Сам выбор актрисы среди множества представителей молодого актерского поколения есть не только признак удачного выступления в кинематографе, но и намек на то, что этот выбор не напрасен. Несет он в себе и оптимистический прогноз и доброе напутствие. Перед нами три фильма Ирины Купченко, три крупные роли молодой актрисы, которые доказали ее профессиональную состоятельность: Лиза в "Дворянском гнезде", Соня в "Дяде Ване" и Люда в "Романсе о влюбленных". Все три фильма снял А. Михалков-Кончаловский. Это облегчает в какой-то мере наш разговор об актрисе, так как работа с одним режиссером волей-неволей определяет схожесть стиля во всех трех ролях, создает творческую единонаправленность режиссера и актрисы.
В 1968 году, когда А. Михалков-Кончаловский начал работу над "Дворянским гнездом", Ирина Купченко была студенткой третьего курса Училища им. Б. Щукина при Театре им. Евг. Вахтангова. Для того чтобы поступить в театральное училище, она бросила учебу в Киевском государственном университете, где занималась на факультете романо-германских языков. В наше время нельзя не оценить решимости человека, который прерывает однажды начатый путь, сулящий немало благ, и начинает все с нуля на поприще капризном и нелегком, но близком духу и соответствующем истинным и глубинным желаниям.
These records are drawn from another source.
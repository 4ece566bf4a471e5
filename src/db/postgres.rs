//! PostgreSQL wire-protocol driver.
//!
//! Provides `PostgresDriver`, which opens a single sqlx connection (no pool)
//! and streams rows lazily so the executor only pulls what it needs.

use super::{Connection, Cursor, Driver, DriverError, DriverResult, Row, Value};
use crate::config::{AuthMechanism, ConnectionConfig};
use async_trait::async_trait;
use chrono::{DateTime, NaiveDate, NaiveDateTime, NaiveTime, Utc};
use futures::stream::BoxStream;
use futures::TryStreamExt;
use sqlx::postgres::types::{Oid, PgInterval, PgMoney};
use sqlx::postgres::{PgConnectOptions, PgConnection, PgDatabaseError, PgRow, PgSslMode};
use sqlx::types::{Decimal, JsonValue, Uuid};
use sqlx::{
    Column as SqlxColumn, ConnectOptions, Connection as SqlxConnection, Executor, Row as SqlxRow,
    Statement, TypeInfo, ValueRef,
};
use tracing::debug;

/// Application name reported to the server.
const APPLICATION_NAME: &str = "impyla-bridge";

/// PostgreSQL wire-protocol driver.
#[derive(Debug, Clone, Copy, Default)]
pub struct PostgresDriver;

impl PostgresDriver {
    /// Creates a new driver.
    pub fn new() -> Self {
        Self
    }
}

#[async_trait]
impl Driver for PostgresDriver {
    async fn connect(&self, config: &ConnectionConfig) -> DriverResult<Box<dyn Connection>> {
        let options = connect_options(config)?;
        debug!("Connecting to {}", config.display_string());

        let result = if config.timeout == 0 {
            options.connect().await
        } else {
            tokio::time::timeout(config.timeout(), options.connect())
                .await
                .map_err(|_| {
                    DriverError::connection(format!(
                        "Connection to {}:{} timed out after {} seconds",
                        config.host, config.port, config.timeout
                    ))
                })?
        };

        let conn = result.map_err(|e| map_connection_error(e, config))?;
        debug!("Connected to {}", config.display_string());
        Ok(Box::new(PostgresConnection { conn: Some(conn) }))
    }
}

/// Builds sqlx connect options from the request's connection settings.
fn connect_options(config: &ConnectionConfig) -> DriverResult<PgConnectOptions> {
    let mut options = PgConnectOptions::new()
        .host(&config.host)
        .port(config.port)
        .database(&config.database)
        .application_name(APPLICATION_NAME);

    if config.timeout > 0 {
        options = options.options([("statement_timeout", config.timeout * 1000)]);
    }

    match config.auth_mechanism {
        AuthMechanism::Kerberos => {
            return Err(DriverError::connection(format!(
                "Cannot connect to {}:{}: authentication mechanism {} is not supported by this driver",
                config.host,
                config.port,
                config.auth_mechanism.as_str()
            )));
        }
        mechanism => {
            if let Some(user) = config.user() {
                options = options.username(user);
            }
            if mechanism.sends_credentials() {
                if let Some(password) = config.password() {
                    options = options.password(password);
                }
            }
        }
    }

    options = if config.use_ssl {
        match config.ca_cert() {
            Some(ca_cert) => options
                .ssl_mode(PgSslMode::VerifyCa)
                .ssl_root_cert(ca_cert),
            None => options.ssl_mode(PgSslMode::Require),
        }
    } else {
        options.ssl_mode(PgSslMode::Disable)
    };

    Ok(options)
}

/// An open PostgreSQL connection. `None` once closed.
struct PostgresConnection {
    conn: Option<PgConnection>,
}

#[async_trait]
impl Connection for PostgresConnection {
    async fn execute<'c>(&'c mut self, sql: &'c str) -> DriverResult<Box<dyn Cursor + 'c>> {
        let conn = self
            .conn
            .as_mut()
            .ok_or_else(|| DriverError::new("connection already closed"))?;

        // Describe first so statements without a result set run to completion
        // instead of being streamed.
        let columns: Vec<String> = {
            let statement = Executor::prepare(&mut *conn, sql)
                .await
                .map_err(map_error)?;
            statement
                .columns()
                .iter()
                .map(|col| col.name().to_string())
                .collect()
        };

        if columns.is_empty() {
            let outcome = sqlx::query(sql)
                .execute(&mut *conn)
                .await
                .map_err(map_error)?;
            debug!("Statement affected {} rows", outcome.rows_affected());
            return Ok(Box::new(PostgresCursor {
                columns,
                rows: None,
            }));
        }

        let rows = sqlx::query(sql).fetch(conn);
        Ok(Box::new(PostgresCursor {
            columns,
            rows: Some(rows),
        }))
    }

    async fn close(&mut self) -> DriverResult<()> {
        match self.conn.take() {
            Some(conn) => conn.close().await.map_err(map_error),
            None => Ok(()),
        }
    }
}

/// Lazily streamed result set. `rows` is `None` for statements without
/// results and after close.
struct PostgresCursor<'c> {
    columns: Vec<String>,
    rows: Option<BoxStream<'c, Result<PgRow, sqlx::Error>>>,
}

#[async_trait]
impl<'c> Cursor for PostgresCursor<'c> {
    fn columns(&self) -> &[String] {
        &self.columns
    }

    async fn fetch_one(&mut self) -> DriverResult<Option<Row>> {
        let Some(rows) = self.rows.as_mut() else {
            return Ok(None);
        };
        let row = rows.try_next().await.map_err(map_error)?;
        row.as_ref().map(convert_row).transpose()
    }

    async fn close(&mut self) -> DriverResult<()> {
        // Dropping the stream abandons any rows still in flight.
        self.rows = None;
        Ok(())
    }
}

/// Converts a sqlx PgRow to our Row type.
fn convert_row(row: &PgRow) -> DriverResult<Row> {
    row.columns()
        .iter()
        .enumerate()
        .map(|(i, col)| {
            let type_name = col.type_info().name();
            convert_value(row, i, type_name).map_err(|e| {
                DriverError::data(format!(
                    "Cannot decode column '{}' of type {type_name}: {e}",
                    col.name()
                ))
            })
        })
        .collect()
}

/// Converts a single column value from a PgRow to our Value type.
///
/// Only SQL NULL becomes `Value::Null`; a value that cannot be decoded is an
/// error.
fn convert_value(row: &PgRow, index: usize, type_name: &str) -> Result<Value, sqlx::Error> {
    fn get<'r, T>(row: &'r PgRow, index: usize) -> Result<T, sqlx::Error>
    where
        T: sqlx::Decode<'r, sqlx::Postgres> + sqlx::Type<sqlx::Postgres>,
    {
        row.try_get::<T, _>(index)
    }

    fn text(value: impl ToString) -> Value {
        Value::String(value.to_string())
    }

    if row.try_get_raw(index)?.is_null() {
        return Ok(Value::Null);
    }

    let value = match type_name.to_uppercase().as_str() {
        "BOOL" | "BOOLEAN" => Value::Bool(get(row, index)?),
        "INT2" | "SMALLINT" => Value::Int(get::<i16>(row, index)? as i64),
        "INT4" | "INT" | "INTEGER" => Value::Int(get::<i32>(row, index)? as i64),
        "INT8" | "BIGINT" => Value::Int(get(row, index)?),
        "OID" => Value::Int(get::<Oid>(row, index)?.0 as i64),
        "FLOAT4" | "REAL" => Value::Float(get::<f32>(row, index)? as f64),
        "FLOAT8" | "DOUBLE PRECISION" => Value::Float(get(row, index)?),
        "NUMERIC" | "DECIMAL" => text(get::<Decimal>(row, index)?),
        "MONEY" => text(get::<PgMoney>(row, index)?.to_decimal(2)),
        "BYTEA" => Value::Bytes(get(row, index)?),
        "DATE" => text(get::<NaiveDate>(row, index)?),
        "TIME" => text(get::<NaiveTime>(row, index)?),
        "TIMESTAMP" => text(get::<NaiveDateTime>(row, index)?),
        "TIMESTAMPTZ" => Value::String(get::<DateTime<Utc>>(row, index)?.to_rfc3339()),
        "INTERVAL" => Value::String(format_interval(&get::<PgInterval>(row, index)?)),
        "UUID" => text(get::<Uuid>(row, index)?),
        "JSON" | "JSONB" => Value::Json(get(row, index)?),
        "VOID" => Value::Null,

        "BOOL[]" => json_array(get::<Vec<Option<bool>>>(row, index)?),
        "INT2[]" => json_array(get::<Vec<Option<i16>>>(row, index)?),
        "INT4[]" => json_array(get::<Vec<Option<i32>>>(row, index)?),
        "INT8[]" => json_array(get::<Vec<Option<i64>>>(row, index)?),
        "FLOAT4[]" => json_array(get::<Vec<Option<f32>>>(row, index)?),
        "FLOAT8[]" => json_array(get::<Vec<Option<f64>>>(row, index)?),
        "NUMERIC[]" => json_array(to_strings(get::<Vec<Option<Decimal>>>(row, index)?)),
        "UUID[]" => json_array(to_strings(get::<Vec<Option<Uuid>>>(row, index)?)),
        "TEXT[]" | "VARCHAR[]" | "BPCHAR[]" | "NAME[]" => {
            json_array(get::<Vec<Option<String>>>(row, index)?)
        }

        // Everything else must decode as text.
        _ => Value::String(get(row, index)?),
    };

    Ok(value)
}

fn json_array<T: Into<JsonValue>>(items: Vec<Option<T>>) -> Value {
    Value::Json(JsonValue::Array(
        items
            .into_iter()
            .map(|item| item.map_or(JsonValue::Null, Into::into))
            .collect(),
    ))
}

fn to_strings<T: ToString>(items: Vec<Option<T>>) -> Vec<Option<String>> {
    items
        .into_iter()
        .map(|item| item.map(|v| v.to_string()))
        .collect()
}

/// Formats an interval as an ISO 8601 duration, e.g. `P1M2DT3.5S`.
fn format_interval(interval: &PgInterval) -> String {
    let sign = if interval.microseconds < 0 { "-" } else { "" };
    let micros = interval.microseconds.unsigned_abs();
    let (secs, frac) = (micros / 1_000_000, micros % 1_000_000);

    let seconds = if frac == 0 {
        format!("{sign}{secs}")
    } else {
        let frac = format!("{frac:06}");
        format!("{sign}{secs}.{}", frac.trim_end_matches('0'))
    };
    format!("P{}M{}DT{seconds}S", interval.months, interval.days)
}

/// Maps errors raised while connecting, naming the target in the message.
fn map_connection_error(error: sqlx::Error, config: &ConnectionConfig) -> DriverError {
    let mut mapped = map_error(error);
    if mapped.class.is_none() {
        // Anything that fails before the session exists is a connection problem.
        mapped.class = Some(super::FailureClass::Connection);
    }
    mapped.message = format!(
        "Cannot connect to {}:{}: {}",
        config.host, config.port, mapped.message
    );
    mapped
}

/// Maps a sqlx error to a driver error, classifying it where the error is structured.
fn map_error(error: sqlx::Error) -> DriverError {
    let message = format_error(&error);

    match &error {
        sqlx::Error::Io(_)
        | sqlx::Error::Tls(_)
        | sqlx::Error::Configuration(_)
        | sqlx::Error::PoolTimedOut
        | sqlx::Error::PoolClosed
        | sqlx::Error::WorkerCrashed => DriverError::connection(message),
        sqlx::Error::Database(db_error) => match db_error.code().as_deref() {
            // 08: connection exception, 28: invalid authorization, 3D000: unknown database
            Some(code) if code.starts_with("08") || code.starts_with("28") || code == "3D000" => {
                DriverError::connection(message)
            }
            // 42: syntax error or access rule violation (includes unknown tables/columns)
            Some(code) if code.starts_with("42") => DriverError::syntax(message),
            _ => DriverError::new(message),
        },
        _ => DriverError::new(message),
    }
}

/// Formats an error with the server's detail and hint when available.
fn format_error(error: &sqlx::Error) -> String {
    let Some(db_error) = error.as_database_error() else {
        return error.to_string();
    };

    let mut result = String::from("ERROR: ");
    result.push_str(db_error.message());

    if let Some(pg_error) = db_error.try_downcast_ref::<PgDatabaseError>() {
        if let Some(detail) = pg_error.detail() {
            result.push_str("\n  DETAIL: ");
            result.push_str(detail);
        }
        if let Some(hint) = pg_error.hint() {
            result.push_str("\n  HINT: ");
            result.push_str(hint);
        }
    }

    result
}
Ирине Купченко дважды пришлось решать труднейшую задачу кинематографического толкования классических женских образов. Нелегко сломать в воображении читателя и зрителя стереотип, который складывался в течение нескольких десятилетий. Может быть, такая "ломка" и не была специальной задачей А. Михалкова-Кончаловского, но обе его экранизации русских классиков так или иначе показали, что возможности нового истолкования образов Тургенева и Чехова еще далеко не исчерпаны и существует масса интересных ходов для их нового прочтения.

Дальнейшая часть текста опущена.